Accuracy scores for controls (CON, n = 8), patients with hippocampal lesions (H, n = 6), and a patient with large medial temporal lobe lesions (MTL, n = 1) across difficulty levels 5–8. In this condition, participants used a pencil to draw lines between the twin pairs, thereby eliminating the need to hold material in mind as they worked through each display. With this aid, patients performed as well as controls. Brackets show SEM.

To summarize, on tests of visual discrimination, patients performed well at the easier difficulty levels (1–4), but were impaired at difficulty levels 5–8. Three points deserve emphasis. First, patients were impaired only in the more difficult conditions (difficulty levels 5–8), even though at every difficulty level the task required discriminating among objects with overlapping features. This finding suggests that some other component of the task (besides the requirement to make perceptual discriminations) accounts for impaired performance.

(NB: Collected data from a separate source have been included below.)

//! Core types for the locator: role tables, scoring rules and outcomes

use std::time::Duration;

use action_primitives::{CandidateFeatures, ElementHandle, PollPolicy};
use serde::{Deserialize, Serialize};

/// Strategy that produced a located element.
///
/// Strategies run in the order their fallbacks are listed in a [`RoleTable`], with
/// [`LocateStrategy::Primary`] always first.
#[derive(Debug, Clone, Copy, PartialEq, Eq, Serialize, Deserialize)]
pub enum LocateStrategy {
    /// The role's own selector family
    Primary,

    /// Click a large container, then search inside it
    ContainerClick,

    /// Full-document search for placeholder phrases
    PhraseSearch,

    /// Click a fixed viewport coordinate, then search again
    ViewportPoint,

    /// Tab through focus and test the focused element
    TabProbe,

    /// A secondary selector family
    Selectors,
}

impl LocateStrategy {
    /// Get strategy name as string
    pub fn name(&self) -> &'static str {
        match self {
            LocateStrategy::Primary => "primary",
            LocateStrategy::ContainerClick => "container-click",
            LocateStrategy::PhraseSearch => "phrase-search",
            LocateStrategy::ViewportPoint => "viewport-point",
            LocateStrategy::TabProbe => "tab-probe",
            LocateStrategy::Selectors => "selectors",
        }
    }
}

/// Predicate over a candidate's features.
#[derive(Debug, Clone, PartialEq)]
pub enum Matcher {
    ContentEditable,
    Role(String),
    PlaceholderContains(String),
    ClassContains(String),
    /// Strictly wider and taller than the given size
    LargerThan { width: f64, height: f64 },
    TextEquals(String),
    TextContains(String),
    SubmitType,
    DataControlContains(String),
    AcceptsText,
    /// Matches when any inner matcher does; its bonus counts once
    Any(Vec<Matcher>),
}

impl Matcher {
    pub fn matches(&self, candidate: &CandidateFeatures) -> bool {
        match self {
            Matcher::ContentEditable => candidate.content_editable,
            Matcher::Role(role) => candidate.has_role(role),
            Matcher::PlaceholderContains(word) => candidate.placeholder.contains(word.as_str()),
            Matcher::ClassContains(word) => candidate.class_name.contains(word.as_str()),
            Matcher::LargerThan { width, height } => candidate.rect.exceeds(*width, *height),
            Matcher::TextEquals(text) => candidate.text == *text,
            Matcher::TextContains(text) => candidate.text.contains(text.as_str()),
            Matcher::SubmitType => candidate.input_type.as_deref() == Some("submit"),
            Matcher::DataControlContains(word) => candidate
                .data_control
                .as_deref()
                .map(|name| name.to_lowercase().contains(word.as_str()))
                .unwrap_or(false),
            Matcher::AcceptsText => candidate.accepts_text(),
            Matcher::Any(matchers) => matchers.iter().any(|matcher| matcher.matches(candidate)),
        }
    }
}

/// Weighted scoring over rendered area plus matcher bonuses.
#[derive(Debug, Clone, Default, PartialEq)]
pub struct ScoreRules {
    /// Each matching entry adds its bonus to the base area
    pub bonuses: Vec<(Matcher, f64)>,
    /// Candidates must satisfy every one of these
    pub required: Vec<Matcher>,
    /// Candidates must earn at least one bonus
    pub require_bonus: bool,
    /// Lower-case text fragments that disqualify a candidate
    pub exclude_text: Vec<String>,
    /// Disabled controls score nothing
    pub skip_disabled: bool,
}

impl ScoreRules {
    pub fn bonus(mut self, matcher: Matcher, weight: f64) -> Self {
        self.bonuses.push((matcher, weight));
        self
    }

    pub fn require(mut self, matcher: Matcher) -> Self {
        self.required.push(matcher);
        self
    }

    pub fn require_bonus(mut self) -> Self {
        self.require_bonus = true;
        self
    }

    pub fn exclude_text(mut self, fragment: &str) -> Self {
        self.exclude_text.push(fragment.to_lowercase());
        self
    }

    pub fn skip_disabled(mut self) -> Self {
        self.skip_disabled = true;
        self
    }
}

/// What counts as having found the element once candidates are ranked.
#[derive(Debug, Clone, Copy, PartialEq, Eq, Serialize, Deserialize)]
pub enum AcceptWhen {
    /// Focus-and-click each candidate; accept the first that holds focus afterwards
    Focused,
    /// Accept the first ranked candidate that is still visible, without touching it
    Present,
}

/// Ordered fallback tried once every earlier strategy came back empty.
#[derive(Debug, Clone, PartialEq)]
pub enum Fallback {
    /// Click the largest matching containers, then re-search inside each one and,
    /// failing that, across the whole document with `loose_min` as the size floor.
    ContainerClick {
        containers: Vec<String>,
        container_min: (f64, f64),
        max_containers: usize,
        settle: Duration,
        inner: Vec<String>,
        loose_min: (f64, f64),
    },
    /// Any element whose text or placeholder contains one of the phrases.
    PhraseSearch {
        phrases: Vec<String>,
        policy: PollPolicy,
    },
    /// Real click at `(width * x_ratio, height * y_ratio)` of the viewport, then search.
    ViewportPoint {
        x_ratio: f64,
        y_ratio: f64,
        settle: Duration,
        selectors: Vec<String>,
    },
    /// Press Tab up to `presses` times and accept a focused element that takes text.
    TabProbe { presses: u32, delay: Duration },
    /// Another selector family scored with the role's rules.
    Selectors {
        selectors: Vec<String>,
        policy: PollPolicy,
    },
}

impl Fallback {
    pub fn strategy(&self) -> LocateStrategy {
        match self {
            Fallback::ContainerClick { .. } => LocateStrategy::ContainerClick,
            Fallback::PhraseSearch { .. } => LocateStrategy::PhraseSearch,
            Fallback::ViewportPoint { .. } => LocateStrategy::ViewportPoint,
            Fallback::TabProbe { .. } => LocateStrategy::TabProbe,
            Fallback::Selectors { .. } => LocateStrategy::Selectors,
        }
    }
}

/// Everything the locator knows about one semantic role on one site.
#[derive(Debug, Clone, PartialEq)]
pub struct RoleTable {
    /// Semantic role name, used in logs and errors ("compose box", "submit control")
    pub role: String,
    /// Primary selector family, in priority order
    pub selectors: Vec<String>,
    pub rules: ScoreRules,
    /// Candidates must be strictly larger than this
    pub min_size: (f64, f64),
    /// How many ranked candidates are tried per pass
    pub top_k: usize,
    pub accept: AcceptWhen,
    /// Retry budget for the primary family
    pub primary: PollPolicy,
    pub fallbacks: Vec<Fallback>,
}

impl RoleTable {
    pub fn new<I, S>(role: &str, selectors: I) -> Self
    where
        I: IntoIterator<Item = S>,
        S: Into<String>,
    {
        Self {
            role: role.to_string(),
            selectors: selectors.into_iter().map(Into::into).collect(),
            rules: ScoreRules::default(),
            min_size: (0.0, 0.0),
            top_k: 5,
            accept: AcceptWhen::Focused,
            primary: PollPolicy::once(),
            fallbacks: Vec::new(),
        }
    }

    pub fn rules(mut self, rules: ScoreRules) -> Self {
        self.rules = rules;
        self
    }

    pub fn min_size(mut self, width: f64, height: f64) -> Self {
        self.min_size = (width, height);
        self
    }

    pub fn top_k(mut self, k: usize) -> Self {
        self.top_k = k.max(1);
        self
    }

    pub fn accept(mut self, accept: AcceptWhen) -> Self {
        self.accept = accept;
        self
    }

    pub fn primary(mut self, policy: PollPolicy) -> Self {
        self.primary = policy;
        self
    }

    pub fn fallback(mut self, fallback: Fallback) -> Self {
        self.fallbacks.push(fallback);
        self
    }
}

/// A candidate that survived scoring.
#[derive(Debug, Clone, PartialEq)]
pub struct Ranked {
    pub features: CandidateFeatures,
    pub score: f64,
}

/// Successful locate outcome.
#[derive(Debug, Clone, PartialEq, Serialize)]
pub struct Located {
    pub handle: ElementHandle,
    pub strategy: LocateStrategy,
    pub score: f64,
}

Second, the finding of an impairment in patients with circumscribed hippocampal lesions (not only patients with lesions that include the perirhinal cortex) suggests that the impairment is attributable to factors common to both brain areas, not to factors specific to perirhinal cortex. Inasmuch as the hippocampus has not been linked to object discrimination, the impairment after hippocampal lesions suggests that the impairment may be related to the importance of the hippocampus for long-term memory. Third, the impairment in patients was rescued by using a memory aid, a condition intended to reduce the burden on working memory. Specifically, there were 28 occasions when performance was tested with the memory aid (seven patients × difficulty levels 5–8). Performance improved with the memory aid on 22 of these 28 occasions and remained the same on six occasions. Because the perceptual demands of the task were presumably the same with or without the memory aid, this finding provides particularly strong evidence that the deficit should be understood in terms of impaired memory rather than impaired perception.

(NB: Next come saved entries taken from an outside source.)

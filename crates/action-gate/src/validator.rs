//! Post-submission verifier: bounded polling over four page signals

use std::sync::atomic::{AtomicBool, Ordering};
use std::sync::Arc;
use std::time::Duration;

use action_primitives::{poll_until, settle, ActionError, DomPort, PollPolicy};
use parking_lot::Mutex;
use tracing::{debug, info, instrument, warn};

use crate::conditions::{ExpectSpec, UrlMatcher};
use crate::errors::GateError;
use crate::evidence::{evaluate, record};
use crate::types::{GateOutcome, Observation, PageObservation};

/// Timing for one verification run.
#[derive(Debug, Clone, Copy, PartialEq, Eq)]
pub struct GatePolicy {
    /// Wait after the submit click before the first observation
    pub initial_settle: Duration,
    pub poll: PollPolicy,
    /// Extra wait after the single re-click
    pub reclick_settle: Duration,
}

impl Default for GatePolicy {
    fn default() -> Self {
        Self {
            initial_settle: Duration::from_secs(8),
            poll: PollPolicy::new(15, Duration::from_secs(2)),
            reclick_settle: Duration::from_secs(3),
        }
    }
}

pub struct Verifier {
    dom: Arc<dyn DomPort>,
    policy: GatePolicy,
}

impl Verifier {
    pub fn new(dom: Arc<dyn DomPort>) -> Self {
        Self {
            dom,
            policy: GatePolicy::default(),
        }
    }

    pub fn with_policy(mut self, policy: GatePolicy) -> Self {
        self.policy = policy;
        self
    }

    /// Polls until one observation has all four signals, re-clicking the submit control
    /// once if it is still visible.
    #[instrument(skip_all, fields(attempts = self.policy.poll.max_attempts))]
    pub async fn verify(&self, spec: &ExpectSpec) -> Result<GateOutcome, GateError> {
        let destination = spec.destination.compile()?;
        settle(self.policy.initial_settle).await;

        let best: Mutex<Option<Observation>> = Mutex::new(None);
        let reclicked = AtomicBool::new(false);

        let verified = poll_until(self.policy.poll, |attempt| {
            let destination = &destination;
            let best = &best;
            let reclicked = &reclicked;
            async move {
                let page = match self.observe(spec).await {
                    Ok(page) => page,
                    Err(err) => {
                        debug!(attempt, error = %err, "observation failed");
                        return None;
                    }
                };
                let observation = self.score(attempt, spec, destination, &page);
                if observation.signals.all_hold() {
                    return Some(observation);
                }
                debug!(attempt, signals = ?observation.signals, "not all signals hold");
                {
                    let mut best = best.lock();
                    if best.as_ref().map(|b| observation.held > b.held).unwrap_or(true) {
                        *best = Some(observation);
                    }
                }
                if page.submit_visible && !reclicked.swap(true, Ordering::SeqCst) {
                    self.reclick(spec).await;
                }
                None
            }
        })
        .await;

        let reclicked = reclicked.load(Ordering::SeqCst);
        match verified {
            Some(observation) => {
                info!(attempt = observation.attempt, reclicked, "submission verified");
                Ok(GateOutcome::Verified {
                    observation,
                    reclicked,
                })
            }
            None => {
                let best = best.into_inner();
                warn!(
                    best_held = best.as_ref().map(|b| b.held).unwrap_or(0),
                    reclicked,
                    "submission unverified"
                );
                Ok(GateOutcome::Unverified {
                    best,
                    attempts: self.policy.poll.max_attempts,
                    reclicked,
                })
            }
        }
    }

    fn score(&self, attempt: u32, spec: &ExpectSpec, destination: &UrlMatcher, page: &PageObservation) -> Observation {
        record(attempt, page, evaluate(spec, destination, page))
    }

    /// Gathers the raw state the four signals are computed from.
    pub async fn observe(&self, spec: &ExpectSpec) -> Result<PageObservation, ActionError> {
        let url = self.dom.current_url().await?;
        let compose_text = match &spec.compose {
            Some(handle) => self.dom.read_text(handle).await?,
            None => None,
        };
        let submit_visible = match &spec.submit {
            Some(handle) => self.dom.is_visible(handle).await?,
            None => false,
        };
        let labelled_control_visible = if spec.submit_labels.is_empty() {
            false
        } else {
            self.dom.visible_labelled_controls(&spec.submit_labels).await?
        };
        let regions = self
            .dom
            .editable_regions(spec.residual.min_width, spec.residual.min_height)
            .await?;
        Ok(PageObservation {
            url,
            compose_text,
            submit_visible,
            labelled_control_visible,
            regions,
        })
    }

    async fn reclick(&self, spec: &ExpectSpec) {
        let Some(handle) = &spec.submit else {
            return;
        };
        info!(token = %handle.token, "submit control still visible, clicking once more");
        match self.dom.click(handle).await {
            Ok(clicked) => debug!(clicked, "re-click issued"),
            Err(err) => debug!(error = %err, "re-click failed"),
        }
        settle(self.policy.reclick_settle).await;
    }
}

#[cfg(test)]
mod tests {
    use super::*;
    use crate::conditions::UrlPattern;
    use action_primitives::fake::{Effect, FakeDom, FakeElement};
    use action_primitives::ElementHandle;
    use tokio::time::Instant;

    const FEED: &str = "https://www.linkedin.com/feed/";

    fn spec() -> ExpectSpec {
        ExpectSpec::new(UrlPattern::Contains("/feed".into()))
            .with_compose(ElementHandle::new("editor"))
            .with_submit(Some(ElementHandle::new("post")))
            .with_submit_labels(["post", "share"])
    }

    fn editor(text: &str) -> FakeElement {
        FakeElement::new("editor", "div")
            .rect(0.0, 100.0, 500.0, 120.0)
            .editable()
            .text(text)
    }

    fn post_button() -> FakeElement {
        FakeElement::new("post", "button").text("Post")
    }

    fn quick() -> GatePolicy {
        GatePolicy {
            initial_settle: Duration::from_secs(8),
            poll: PollPolicy::new(4, Duration::from_secs(2)),
            reclick_settle: Duration::from_secs(3),
        }
    }

    #[tokio::test(start_paused = true)]
    async fn verified_when_page_settles() {
        let dom = Arc::new(FakeDom::new().at(FEED).with_elements(vec![editor("")]));
        let started = Instant::now();
        let outcome = Verifier::new(dom).with_policy(quick()).verify(&spec()).await.unwrap();
        assert!(outcome.is_verified());
        assert_eq!(started.elapsed(), Duration::from_secs(8));
    }

    #[tokio::test(start_paused = true)]
    async fn three_signals_never_verify() {
        // Everything clears except a leftover "Post" button.
        let dom = Arc::new(FakeDom::new().at(FEED).with_elements(vec![
            editor(""),
            FakeElement::new("other-post", "button").text("Post"),
        ]));
        let outcome = Verifier::new(dom).with_policy(quick()).verify(&spec()).await.unwrap();
        match outcome {
            GateOutcome::Unverified {
                best: Some(best),
                attempts,
                reclicked,
            } => {
                assert_eq!(attempts, 4);
                assert_eq!(best.held, 3);
                assert!(!best.signals.submit_gone);
                assert!(!reclicked);
            }
            other => panic!("unexpected {other:?}"),
        }
    }

    #[tokio::test(start_paused = true)]
    async fn visible_submit_is_reclicked_once() {
        let dom = Arc::new(FakeDom::new().at(FEED).with_elements(vec![
            editor("Spring launch is live!"),
            post_button()
                .on_click(Effect::SetText("editor".into(), String::new()))
                .on_click(Effect::Remove("post".into())),
        ]));
        let outcome = Verifier::new(dom.clone()).with_policy(quick()).verify(&spec()).await.unwrap();
        match outcome {
            GateOutcome::Verified { observation, reclicked } => {
                assert!(reclicked);
                assert_eq!(observation.attempt, 2);
            }
            other => panic!("unexpected {other:?}"),
        }
        assert_eq!(dom.clicks("post"), 1);
    }

    #[tokio::test(start_paused = true)]
    async fn stubborn_submit_is_not_clicked_twice() {
        let dom = Arc::new(FakeDom::new().at(FEED).with_elements(vec![editor("Spring launch"), post_button()]));
        let outcome = Verifier::new(dom.clone()).with_policy(quick()).verify(&spec()).await.unwrap();
        assert!(!outcome.is_verified());
        assert_eq!(dom.clicks("post"), 1);
    }

    #[tokio::test(start_paused = true)]
    async fn wrong_destination_stays_unverified() {
        let dom = Arc::new(FakeDom::new().at("https://www.linkedin.com/checkpoint/challenge").with_elements(vec![editor("")]));
        let outcome = Verifier::new(dom).with_policy(quick()).verify(&spec()).await.unwrap();
        match outcome {
            GateOutcome::Unverified { best: Some(best), .. } => {
                assert!(!best.signals.on_destination);
                assert_eq!(best.held, 3);
            }
            other => panic!("unexpected {other:?}"),
        }
    }
}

Our results support earlier suggestions that memory likely plays a role in many of the tasks used to investigate the MTL's proposed role in visual perception (Hampton 2005; Suzuki 2009). Further studies of this issue will benefit from task designs that reduce the role of memory in task performance (e.g., Lee and Rudebeck 2010; Barense et al. 2012b). Last, in all studies of MTL function, there is the important issue of establishing the locus and extent of brain damage within patient groups and the possibility that direct or indirect damage lateral to the MTL might contribute to the deficits that are identified (Knutson et al. 2012; Insausti et al. 2013).